Event Overview
On April 13 (April 14, 10:00–11:30 AM Beijing Time), Dr. Rod Garratt—former Vice President of the Federal Reserve Bank of New York, researcher at Alibaba Group's Luohan Academy, and professor at UC Santa Barbara—delivered a groundbreaking keynote titled "Rethinking Money in the Cryptocurrency Era" at the University of the West (UWest) in Los Angeles. Hosted by Dr. Yueyun Chen, Chair of UWest's Business Administration Department, the event attracted faculty members and accounting graduate students from Shaoxing University's Business School via online participation.
Core Discussion Points
1. The Evolution of Digital Assets
- Bitcoin's Origins: Garratt traced Bitcoin's emergence as the pioneer cryptocurrency.
- Stablecoin Boom: Highlighted the exponential growth of stablecoins, emphasizing their role in mitigating crypto volatility.
2. Financial Democratization Challenges
- Liquidity Pools: Demonstrated how stablecoins enable decentralized trading, though issues like slippage persist.

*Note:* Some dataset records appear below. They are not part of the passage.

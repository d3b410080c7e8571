//! Subcommand bodies: wiring config, links and stores into the core crate.

use std::io::Write;
use std::path::{Path, PathBuf};
use std::sync::Arc;
use std::sync::atomic::{AtomicBool, Ordering};
use std::time::Duration;

use aqua_config::Config;
use aqua_core::dataset::{self, DatasetKind, DatasetStore, FileDatasetStore};
use aqua_core::error::AquaError;
use aqua_core::gateway::{DeviceGateway, GatewayStats, GatewayTiming};
use aqua_core::prediction::OrchestratorConfig;
use aqua_core::predictor::{
    LabeledWindow, LinearPredictor, PredictorWorker, TrainOptions, labeled_windows, train_linear,
};
use aqua_core::protocol::TelemetryFrame;
use aqua_core::runtime::{RuntimeSnapshot, build_runtime};
use aqua_hardware::{SimulatedDevice, SimulatorCfg};
use aqua_traits::{Clock, DeviceLink, MonotonicClock, SmallRandom};
use eyre::{Result, WrapErr};
use serde_json::json;

use crate::cli::DumpFormat;

/// Load and validate the configuration. Without a file the defaults apply,
/// still subject to environment overrides.
pub fn load_config(path: Option<&Path>) -> Result<Config> {
    let cfg = match path {
        Some(p) => aqua_config::load_file(p).map_err(|e| AquaError::Config(format!("{e:#}")))?,
        None => {
            let mut c = Config::default();
            c.apply_env(|k| std::env::var(k).ok());
            c
        }
    };
    cfg.validate()
        .map_err(|e| AquaError::Config(e.to_string()))?;
    Ok(cfg)
}

fn clock() -> Arc<dyn Clock + Send + Sync> {
    Arc::new(MonotonicClock::new())
}

#[allow(unreachable_code)]
fn open_link(
    cfg: &Config,
    simulate: bool,
    clock: Arc<dyn Clock + Send + Sync>,
) -> Result<Box<dyn DeviceLink>> {
    if simulate {
        let sim = SimulatorCfg {
            ph: (&cfg.ph).into(),
            ..SimulatorCfg::default()
        };
        return Ok(Box::new(SimulatedDevice::new(sim, clock)));
    }
    #[cfg(all(feature = "hardware", target_os = "linux"))]
    {
        let _ = clock;
        return Ok(Box::new(aqua_hardware::SerialLink::new(
            cfg.device.port.clone(),
            cfg.device.baud,
        )));
    }
    Err(AquaError::Device(format!(
        "{}: built without the `hardware` feature; rerun with --simulate",
        cfg.device.port
    ))
    .into())
}

fn open_store(cfg: &Config) -> Result<FileDatasetStore> {
    let path = cfg.dataset.path();
    Ok(FileDatasetStore::open(path)?)
}

fn load_worker(cfg: &Config) -> Result<Option<PredictorWorker>> {
    let Some(path) = cfg.prediction.model.as_deref() else {
        tracing::info!("no predictor model configured; predictions disabled");
        return Ok(None);
    };
    let model = LinearPredictor::load(path)
        .map_err(|e| AquaError::Predictor(format!("{e:#}")))?;
    tracing::info!(model = %path.display(), "predictor loaded");
    Ok(Some(PredictorWorker::spawn(model)))
}

fn print_json(value: &serde_json::Value) {
    println!("{value}");
}

// ── run ──────────────────────────────────────────────────────────────────

pub fn run(cfg: &Config, simulate: bool, duration_s: Option<u64>, json_out: bool) -> Result<()> {
    let clock = clock();
    let link = open_link(cfg, simulate, Arc::clone(&clock))?;
    let store = open_store(cfg)?;
    let worker = load_worker(cfg)?;
    let mut rt = build_runtime(cfg, Arc::clone(&clock), link, store, worker)?;

    let shutdown = Arc::new(AtomicBool::new(false));
    {
        let flag = Arc::clone(&shutdown);
        ctrlc::set_handler(move || flag.store(true, Ordering::Relaxed))
            .wrap_err("installing Ctrl-C handler")?;
    }
    if let Some(secs) = duration_s {
        let flag = Arc::clone(&shutdown);
        std::thread::spawn(move || {
            std::thread::sleep(Duration::from_secs(secs));
            flag.store(true, Ordering::Relaxed);
        });
    }

    rt.run(&shutdown);
    let snap = rt.snapshot(clock.now());
    let stats = rt.orchestrator().dataset_stats()?;
    if json_out {
        print_json(&json!({ "snapshot": snap, "dataset": stats }));
    } else {
        print_snapshot(&snap);
        println!(
            "dataset: {} rows ({} training, {} validation)",
            stats.total, stats.training, stats.validation
        );
    }
    Ok(())
}

fn fmt_opt(v: Option<f64>, decimals: usize) -> String {
    v.map_or_else(|| "-".to_string(), |v| format!("{v:.decimals$}"))
}

fn print_snapshot(s: &RuntimeSnapshot) {
    println!(
        "ph600={} ph60={} temp={} co2={}ppm",
        fmt_opt(s.ph.and_then(|r| r.ph600), 3),
        fmt_opt(s.ph.and_then(|r| r.ph60), 3),
        fmt_opt(s.aquarium_temperature, 2),
        fmt_opt(s.co2_ppm, 0),
    );
    match s.decision {
        Some(d) => println!("co2 required={} ({})", d.required, d.reason),
        None => println!("co2 required=-"),
    }
    if let Some(r) = s.control_range {
        println!("target: off<={:.3} on>={:.3}", r.ph_to_turn_off, r.ph_to_turn_on);
    }
    if let Some(p) = s.prediction {
        println!("predicted trough: {:.3}", p.predicted_min_ph);
    }
    print_gateway(&s.gateway);
}

fn print_gateway(g: &GatewayStats) {
    println!(
        "frames={} crc_errors={} version_mismatches={} debug={} commands={} port_errors={}",
        g.frames_received,
        g.crc_errors,
        g.version_mismatches,
        g.debug_messages,
        g.commands_written,
        g.serial_port_errors
    );
}

// ── self-check ───────────────────────────────────────────────────────────

pub fn self_check(cfg: &Config, simulate: bool, timeout_ms: u64, json_out: bool) -> Result<()> {
    let clock = clock();
    let link = open_link(cfg, simulate, Arc::clone(&clock))?;
    let mut gw = DeviceGateway::new(link, GatewayTiming::from(&cfg.device));
    let deadline = clock.now() + Duration::from_millis(timeout_ms);
    let frame: TelemetryFrame = loop {
        if let Some(f) = gw.poll(clock.now()).into_iter().next() {
            break f;
        }
        if clock.now() >= deadline {
            let stats = gw.stats();
            let name = gw.link().describe();
            gw.close();
            if !stats.is_open {
                return Err(AquaError::Device(format!("could not open {name}")).into());
            }
            return Err(AquaError::Timeout("a valid telemetry frame").into());
        }
        clock.sleep(Duration::from_millis(10));
    };
    let stats = gw.stats();
    let name = gw.link().describe();
    gw.close();

    if json_out {
        print_json(&json!({
            "link": name,
            "version_matches": frame.version_matches(),
            "uptime_ds": frame.diagnostics.uptime_ds,
            "gateway": stats,
        }));
    } else {
        println!("self-check ok: {name}");
        println!(
            "device uptime {:.1}s, protocol {}",
            f64::from(frame.diagnostics.uptime_ds) / 10.0,
            if frame.version_matches() { "matches" } else { "MISMATCH" }
        );
        print_gateway(&stats);
    }
    Ok(())
}

// ── dataset ──────────────────────────────────────────────────────────────

pub fn dataset_stats(cfg: &Config, json_out: bool) -> Result<()> {
    let store = open_store(cfg)?;
    let total = store.count(DatasetKind::Any)?;
    let training = store.count(DatasetKind::Training)?;
    let validation = store.count(DatasetKind::Validation)?;
    let expected = dataset::expected_validation(total, cfg.prediction.training_fraction);
    if json_out {
        print_json(&json!({
            "path": cfg.dataset.path(),
            "schema_version": store.schema_version(),
            "total": total,
            "training": training,
            "validation": validation,
            "expected_validation": expected,
        }));
    } else {
        println!("{}", cfg.dataset.path().display());
        println!("schema version {}", store.schema_version());
        println!("{total} rows: {training} training, {validation} validation (expected {expected})");
    }
    Ok(())
}

fn write_csv(out: impl Write, pairs: &[LabeledWindow]) -> Result<()> {
    let mut w = csv::Writer::from_writer(out);
    let width = pairs.first().map_or(0, |p| p.xs.len());
    let mut header = vec!["close_time".to_string(), "validation".into(), "y".into()];
    header.extend((0..width).map(|i| format!("x{i}")));
    w.write_record(&header)?;
    for p in pairs {
        let mut rec = vec![p.close_time.to_string(), p.validation.to_string(), p.y.to_string()];
        rec.extend(p.xs.iter().map(f64::to_string));
        w.write_record(&rec)?;
    }
    w.flush()?;
    Ok(())
}

pub fn dataset_dump(cfg: &Config, out: Option<&Path>, format: DumpFormat) -> Result<()> {
    let store = open_store(cfg)?;
    let rows = store.rows(DatasetKind::Any)?;
    let (pairs, skipped) = labeled_windows(&rows);
    tracing::info!(rows = pairs.len(), skipped, "dumping dataset");
    let sink: Box<dyn Write> = match out {
        Some(p) => Box::new(std::io::BufWriter::new(
            std::fs::File::create(p).wrap_err_with(|| format!("creating {}", p.display()))?,
        )),
        None => Box::new(std::io::stdout().lock()),
    };
    match format {
        DumpFormat::Json => {
            let mut sink = sink;
            serde_json::to_writer_pretty(&mut sink, &pairs)?;
            writeln!(sink)?;
            sink.flush()?;
        }
        DumpFormat::Csv => write_csv(sink, &pairs)?,
    }
    Ok(())
}

pub fn dataset_train(
    cfg: &Config,
    out: Option<PathBuf>,
    opts: TrainOptions,
    json_out: bool,
) -> Result<()> {
    let out = out.or_else(|| cfg.prediction.model.clone()).ok_or_else(|| {
        AquaError::Config("no model path: pass --out or set prediction.model".into())
    })?;
    let store = open_store(cfg)?;
    let training = store.find(DatasetKind::Training)?;
    let validation = store.find(DatasetKind::Validation)?;
    let report = train_linear(&training, &validation, opts)
        .map_err(|e| AquaError::Predictor(format!("{e:#}")))?;
    report.model.save(&out)?;
    if json_out {
        print_json(&json!({
            "model": out,
            "training_rows": report.training_rows,
            "skipped_rows": report.skipped_rows,
            "training_mse": report.training_mse,
            "validation_mse": report.validation_mse,
        }));
    } else {
        println!(
            "trained on {} rows ({} skipped), mse {:.6}",
            report.training_rows, report.skipped_rows, report.training_mse
        );
        if let Some(v) = report.validation_mse {
            println!("validation mse {v:.6}");
        }
        println!("model written to {}", out.display());
    }
    Ok(())
}

pub fn dataset_import(cfg: &Config, file: &Path, json_out: bool) -> Result<()> {
    let rows = dataset::read_rows(file)?;
    let mut store = open_store(cfg)?;
    let (imported, skipped) = dataset::import_rows(&mut store, &rows)?;
    let policy = OrchestratorConfig::from(&cfg.prediction).split;
    let mut rng = SmallRandom::from_seed_opt(cfg.random.seed);
    let promoted = dataset::rebalance(&mut store, policy, &mut rng)?;
    if json_out {
        print_json(&json!({
            "imported": imported,
            "skipped": skipped,
            "promoted": promoted,
        }));
    } else {
        println!("imported {imported} rows, skipped {skipped} duplicates, promoted {promoted}");
    }
    Ok(())
}
//! Crash-safe file replacement for persisted documents.
use serde::Serialize;
use std::{fs, io::Write, path::Path};

/// Replace `path` with `bytes`: write a sibling `.new` file, fsync it, then rename.
/// Readers see either the previous content or the new one, never a torn file.
pub fn write_atomic(path: &Path, bytes: &[u8]) -> std::io::Result<()> {
    if let Some(dir) = path.parent()
        && !dir.as_os_str().is_empty()
    {
        fs::create_dir_all(dir)?;
    }
    let tmp = path.with_extension("new");
    {
        let mut f = fs::File::create(&tmp)?;
        f.write_all(bytes)?;
        f.sync_all()?;
    }
    fs::rename(tmp, path)
}

/// Pretty-print `value` as JSON and persist it with [`write_atomic`].
pub fn write_json_atomic<T: Serialize>(path: &Path, value: &T) -> std::io::Result<()> {
    let bytes = serde_json::to_vec_pretty(value).map_err(std::io::Error::other)?;
    write_atomic(path, &bytes)
}

#[cfg(test)]
mod tests {
    use super::*;

    #[test]
    fn replaces_content_and_leaves_no_temp_file() {
        let dir = tempfile::tempdir().unwrap();
        let path = dir.path().join("nested").join("doc.json");
        write_atomic(&path, b"one").unwrap();
        write_atomic(&path, b"two").unwrap();
        assert_eq!(fs::read(&path).unwrap(), b"two");
        assert!(!path.with_extension("new").exists());
    }
}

- Access Barriers: High congestion fees still favor institutional investors, leaving retail participants with riskier, niche opportunities.
3. Smart Contracts vs. Stablecoin Limitations
Functionality Gaps: Smart contracts demand new monetary features, but stablecoins may not be the optimal solution due to:
- Unnecessary liquidity locking.
- Risks in non-collateralized models.
- Reduced fungibility compared to fiat currencies.
4. The Future of Money
- Garratt's thesis: Enhance existing digital currencies (e.g., CBDCs) with new capabilities rather than creating redundant alternatives.
Post-Lecture Q&A
Attendees engaged with Dr. Garratt on critical topics:
- Cryptocurrency valuation dynamics.
- Investment risks in volatile markets.
- Geopolitical impacts (e.g., Russia-Ukraine conflict) on crypto adoption.
Co-Organizers and Supporters
This symposium was jointly hosted by:
- University of the West (UWest)
- UCI Paul Merage School of Business
- Hebei Academy of Social Sciences
With support from:
- Chinese-American Entrepreneur Association
- Rosemead Chamber of Commerce
Academic Co-organizers included:
- Central University of Finance and Economics
- Beijing Foreign Studies University
- Shaoxing University Business School
- (Full list in original content)
FAQs
Q1: Are stablecoins safer than Bitcoin for everyday transactions?
A1: While stablecoins reduce price volatility, collateralized models vary in risk. Fully reserved options (like USDC) are more stable but still face regulatory scrutiny.
Q2: How does crypto democratize finance if fees remain high?
A2: Layer-2 solutions (e.g., Lightning Network) aim to lower costs, but widespread adoption is needed to truly empower small investors.
Q3: Could governments ban cryptocurrencies?
A3: Unlikely—most regimes now focus on regulation over prohibition to harness blockchain benefits while mitigating illicit uses.